::: Dataset :::
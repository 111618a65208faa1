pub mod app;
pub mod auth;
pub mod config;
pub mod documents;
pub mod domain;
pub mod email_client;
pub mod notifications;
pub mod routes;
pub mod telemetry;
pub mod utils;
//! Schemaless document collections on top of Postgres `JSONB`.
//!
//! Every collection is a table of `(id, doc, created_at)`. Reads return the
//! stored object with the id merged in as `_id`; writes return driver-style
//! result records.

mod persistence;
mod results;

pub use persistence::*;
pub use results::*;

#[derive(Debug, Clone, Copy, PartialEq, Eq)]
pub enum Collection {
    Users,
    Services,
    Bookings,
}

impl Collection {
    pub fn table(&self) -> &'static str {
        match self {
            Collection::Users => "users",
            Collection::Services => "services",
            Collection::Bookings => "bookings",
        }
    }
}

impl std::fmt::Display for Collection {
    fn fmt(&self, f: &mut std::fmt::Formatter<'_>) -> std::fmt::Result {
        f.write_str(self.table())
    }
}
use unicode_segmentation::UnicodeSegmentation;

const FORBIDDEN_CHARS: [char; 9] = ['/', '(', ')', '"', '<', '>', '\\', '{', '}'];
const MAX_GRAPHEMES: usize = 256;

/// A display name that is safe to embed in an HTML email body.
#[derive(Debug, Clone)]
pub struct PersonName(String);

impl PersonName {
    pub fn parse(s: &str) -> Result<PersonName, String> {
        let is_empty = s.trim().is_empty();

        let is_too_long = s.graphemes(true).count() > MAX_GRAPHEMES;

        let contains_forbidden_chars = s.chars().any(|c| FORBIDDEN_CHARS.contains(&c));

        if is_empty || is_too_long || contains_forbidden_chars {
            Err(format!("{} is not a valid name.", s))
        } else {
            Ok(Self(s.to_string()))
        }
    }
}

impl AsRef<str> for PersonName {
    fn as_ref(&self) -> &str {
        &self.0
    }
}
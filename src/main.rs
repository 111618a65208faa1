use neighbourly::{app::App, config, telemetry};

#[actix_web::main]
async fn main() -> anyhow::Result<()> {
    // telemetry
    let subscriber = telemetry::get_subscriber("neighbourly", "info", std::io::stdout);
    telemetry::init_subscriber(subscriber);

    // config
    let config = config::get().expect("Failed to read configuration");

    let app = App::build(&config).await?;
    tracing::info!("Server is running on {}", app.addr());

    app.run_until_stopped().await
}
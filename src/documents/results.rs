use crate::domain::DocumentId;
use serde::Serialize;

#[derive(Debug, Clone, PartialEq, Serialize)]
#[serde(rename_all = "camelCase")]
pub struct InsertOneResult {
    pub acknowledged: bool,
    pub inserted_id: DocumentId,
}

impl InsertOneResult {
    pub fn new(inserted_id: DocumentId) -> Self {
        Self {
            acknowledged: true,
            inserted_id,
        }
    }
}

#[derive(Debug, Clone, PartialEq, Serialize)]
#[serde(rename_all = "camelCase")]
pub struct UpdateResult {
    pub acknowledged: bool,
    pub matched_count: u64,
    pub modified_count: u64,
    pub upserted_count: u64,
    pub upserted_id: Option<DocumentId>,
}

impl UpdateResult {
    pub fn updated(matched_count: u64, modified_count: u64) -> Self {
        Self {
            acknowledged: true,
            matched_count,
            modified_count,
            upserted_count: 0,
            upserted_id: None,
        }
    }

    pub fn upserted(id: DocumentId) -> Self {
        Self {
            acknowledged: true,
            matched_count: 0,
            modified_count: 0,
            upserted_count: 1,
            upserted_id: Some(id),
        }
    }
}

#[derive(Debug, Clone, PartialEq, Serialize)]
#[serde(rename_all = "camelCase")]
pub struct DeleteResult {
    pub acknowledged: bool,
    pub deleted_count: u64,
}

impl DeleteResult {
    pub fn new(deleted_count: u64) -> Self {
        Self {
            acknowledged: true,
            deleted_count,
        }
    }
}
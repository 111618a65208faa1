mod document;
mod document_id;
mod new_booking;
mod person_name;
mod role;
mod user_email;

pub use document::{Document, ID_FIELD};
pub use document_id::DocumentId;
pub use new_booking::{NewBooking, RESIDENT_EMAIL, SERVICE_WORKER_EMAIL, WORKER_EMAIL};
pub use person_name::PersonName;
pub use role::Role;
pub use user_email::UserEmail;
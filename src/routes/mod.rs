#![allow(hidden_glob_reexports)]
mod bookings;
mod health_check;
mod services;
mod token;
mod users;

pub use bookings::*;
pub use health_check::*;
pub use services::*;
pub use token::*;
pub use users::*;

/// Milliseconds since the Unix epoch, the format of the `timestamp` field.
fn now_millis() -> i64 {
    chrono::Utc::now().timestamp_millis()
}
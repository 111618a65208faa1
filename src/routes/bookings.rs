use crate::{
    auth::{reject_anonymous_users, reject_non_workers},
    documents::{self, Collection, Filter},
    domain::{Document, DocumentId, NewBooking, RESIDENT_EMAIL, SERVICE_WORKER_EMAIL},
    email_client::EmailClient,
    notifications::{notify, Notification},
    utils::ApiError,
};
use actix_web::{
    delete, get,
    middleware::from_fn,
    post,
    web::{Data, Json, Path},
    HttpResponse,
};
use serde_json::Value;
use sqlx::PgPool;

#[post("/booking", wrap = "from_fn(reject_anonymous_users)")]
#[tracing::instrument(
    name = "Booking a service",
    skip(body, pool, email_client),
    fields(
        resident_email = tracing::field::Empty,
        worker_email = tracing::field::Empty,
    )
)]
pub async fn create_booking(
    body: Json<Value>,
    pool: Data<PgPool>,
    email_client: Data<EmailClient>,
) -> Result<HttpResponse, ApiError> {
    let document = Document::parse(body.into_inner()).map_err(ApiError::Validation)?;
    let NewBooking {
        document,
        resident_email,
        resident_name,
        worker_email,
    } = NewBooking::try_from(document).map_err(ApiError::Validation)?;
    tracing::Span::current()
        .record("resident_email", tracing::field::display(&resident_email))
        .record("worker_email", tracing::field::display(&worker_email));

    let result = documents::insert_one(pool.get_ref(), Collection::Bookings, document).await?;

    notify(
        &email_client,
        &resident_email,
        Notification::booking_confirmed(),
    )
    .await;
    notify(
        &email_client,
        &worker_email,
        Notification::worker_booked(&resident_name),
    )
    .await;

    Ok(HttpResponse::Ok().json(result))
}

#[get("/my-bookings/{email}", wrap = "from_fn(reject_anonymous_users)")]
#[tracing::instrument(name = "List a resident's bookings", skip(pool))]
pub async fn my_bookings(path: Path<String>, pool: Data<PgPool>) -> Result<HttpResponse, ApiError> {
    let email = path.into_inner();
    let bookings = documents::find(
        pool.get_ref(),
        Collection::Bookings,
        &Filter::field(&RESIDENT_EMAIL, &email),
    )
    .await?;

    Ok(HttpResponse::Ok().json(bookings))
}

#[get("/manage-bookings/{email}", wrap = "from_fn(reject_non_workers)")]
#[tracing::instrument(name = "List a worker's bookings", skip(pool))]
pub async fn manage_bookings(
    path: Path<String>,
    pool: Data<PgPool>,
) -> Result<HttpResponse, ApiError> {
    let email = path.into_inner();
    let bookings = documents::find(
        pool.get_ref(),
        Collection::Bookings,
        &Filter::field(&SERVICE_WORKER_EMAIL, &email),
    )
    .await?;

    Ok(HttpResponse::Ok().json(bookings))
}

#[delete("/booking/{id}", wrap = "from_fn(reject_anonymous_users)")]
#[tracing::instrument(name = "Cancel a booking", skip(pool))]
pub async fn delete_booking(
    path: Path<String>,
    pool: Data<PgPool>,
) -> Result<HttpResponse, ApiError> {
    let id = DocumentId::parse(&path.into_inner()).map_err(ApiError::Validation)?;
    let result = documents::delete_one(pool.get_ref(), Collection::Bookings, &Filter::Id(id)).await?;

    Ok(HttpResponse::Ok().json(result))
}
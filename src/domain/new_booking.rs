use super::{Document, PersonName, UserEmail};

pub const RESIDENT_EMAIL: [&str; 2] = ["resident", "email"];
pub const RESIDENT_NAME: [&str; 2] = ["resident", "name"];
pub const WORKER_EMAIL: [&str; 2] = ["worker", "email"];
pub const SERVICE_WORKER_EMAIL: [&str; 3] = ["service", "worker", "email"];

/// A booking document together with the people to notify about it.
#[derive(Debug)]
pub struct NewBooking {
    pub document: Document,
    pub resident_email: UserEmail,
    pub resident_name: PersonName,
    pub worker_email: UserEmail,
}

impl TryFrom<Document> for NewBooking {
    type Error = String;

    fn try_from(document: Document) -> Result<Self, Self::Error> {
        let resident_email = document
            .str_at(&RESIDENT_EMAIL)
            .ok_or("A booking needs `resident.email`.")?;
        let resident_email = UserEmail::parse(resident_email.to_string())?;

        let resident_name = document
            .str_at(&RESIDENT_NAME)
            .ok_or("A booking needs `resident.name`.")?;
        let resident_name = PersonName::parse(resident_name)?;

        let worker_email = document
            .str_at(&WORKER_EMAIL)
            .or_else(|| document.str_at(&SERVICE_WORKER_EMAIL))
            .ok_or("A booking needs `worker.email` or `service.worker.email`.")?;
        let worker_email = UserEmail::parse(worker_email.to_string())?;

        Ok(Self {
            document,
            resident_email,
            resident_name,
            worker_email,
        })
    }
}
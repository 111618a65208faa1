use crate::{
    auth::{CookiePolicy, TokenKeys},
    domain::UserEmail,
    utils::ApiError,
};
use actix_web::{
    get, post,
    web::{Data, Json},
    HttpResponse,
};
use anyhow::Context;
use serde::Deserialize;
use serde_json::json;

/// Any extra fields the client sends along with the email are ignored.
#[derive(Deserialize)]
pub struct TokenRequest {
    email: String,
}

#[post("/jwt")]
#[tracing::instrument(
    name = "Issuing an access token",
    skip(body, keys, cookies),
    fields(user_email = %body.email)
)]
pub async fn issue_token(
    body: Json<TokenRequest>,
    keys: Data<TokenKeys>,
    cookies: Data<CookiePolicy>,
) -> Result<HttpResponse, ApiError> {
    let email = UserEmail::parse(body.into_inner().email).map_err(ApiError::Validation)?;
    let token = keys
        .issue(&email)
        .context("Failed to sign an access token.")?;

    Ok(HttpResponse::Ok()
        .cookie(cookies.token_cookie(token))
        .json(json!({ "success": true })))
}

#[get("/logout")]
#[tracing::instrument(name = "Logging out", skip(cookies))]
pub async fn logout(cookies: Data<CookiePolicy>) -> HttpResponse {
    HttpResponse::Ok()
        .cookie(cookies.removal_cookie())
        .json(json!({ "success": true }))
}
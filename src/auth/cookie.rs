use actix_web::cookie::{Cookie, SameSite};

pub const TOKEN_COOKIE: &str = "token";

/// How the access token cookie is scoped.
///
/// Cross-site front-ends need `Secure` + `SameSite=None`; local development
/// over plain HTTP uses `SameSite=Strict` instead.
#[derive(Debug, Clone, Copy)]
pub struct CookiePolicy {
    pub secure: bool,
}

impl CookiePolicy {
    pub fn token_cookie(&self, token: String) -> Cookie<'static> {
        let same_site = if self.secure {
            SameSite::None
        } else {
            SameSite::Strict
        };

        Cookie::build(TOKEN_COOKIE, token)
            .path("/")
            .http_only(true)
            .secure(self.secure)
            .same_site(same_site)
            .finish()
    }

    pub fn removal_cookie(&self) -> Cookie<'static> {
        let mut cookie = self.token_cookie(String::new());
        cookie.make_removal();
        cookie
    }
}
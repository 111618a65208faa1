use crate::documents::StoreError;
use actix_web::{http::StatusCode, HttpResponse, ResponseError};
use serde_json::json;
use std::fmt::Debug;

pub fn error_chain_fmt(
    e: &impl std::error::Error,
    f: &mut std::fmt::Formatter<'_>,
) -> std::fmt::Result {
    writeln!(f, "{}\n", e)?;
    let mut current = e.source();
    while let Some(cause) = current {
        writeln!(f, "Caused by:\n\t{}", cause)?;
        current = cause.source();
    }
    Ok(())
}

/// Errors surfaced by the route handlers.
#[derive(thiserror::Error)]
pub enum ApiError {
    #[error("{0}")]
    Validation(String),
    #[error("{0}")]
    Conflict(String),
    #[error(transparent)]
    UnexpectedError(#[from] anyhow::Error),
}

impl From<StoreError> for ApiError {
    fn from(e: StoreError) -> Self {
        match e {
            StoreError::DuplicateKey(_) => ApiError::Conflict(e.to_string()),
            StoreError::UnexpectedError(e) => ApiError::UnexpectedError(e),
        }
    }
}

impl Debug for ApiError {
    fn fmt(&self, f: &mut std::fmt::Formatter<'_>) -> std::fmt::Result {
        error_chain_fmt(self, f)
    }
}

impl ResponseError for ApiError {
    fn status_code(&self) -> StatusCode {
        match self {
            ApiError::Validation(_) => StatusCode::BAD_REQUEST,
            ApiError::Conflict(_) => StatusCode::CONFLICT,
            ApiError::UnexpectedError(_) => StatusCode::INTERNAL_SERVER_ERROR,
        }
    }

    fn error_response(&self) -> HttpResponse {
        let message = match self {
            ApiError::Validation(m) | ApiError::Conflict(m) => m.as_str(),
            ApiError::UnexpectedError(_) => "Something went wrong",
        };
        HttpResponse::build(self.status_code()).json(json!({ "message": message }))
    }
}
:::
--- Exercise directions ---
Look through the entries above and quote exactly the lines from the line with "pub use persistence::*;" to the line with "f.write_str(self.table())", counting both of those lines.

--- Exercise response ---
pub use persistence::*;
pub use results::*;

#[derive(Debug, Clone, Copy, PartialEq, Eq)]
pub enum Collection {
    Users,
    Services,
    Bookings,
}

impl Collection {
    pub fn table(&self) -> &'static str {
        match self {
            Collection::Users => "users",
            Collection::Services => "services",
            Collection::Bookings => "bookings",
        }
    }
}

impl std::fmt::Display for Collection {
    fn fmt(&self, f: &mut std::fmt::Formatter<'_>) -> std::fmt::Result {
        f.write_str(self.table())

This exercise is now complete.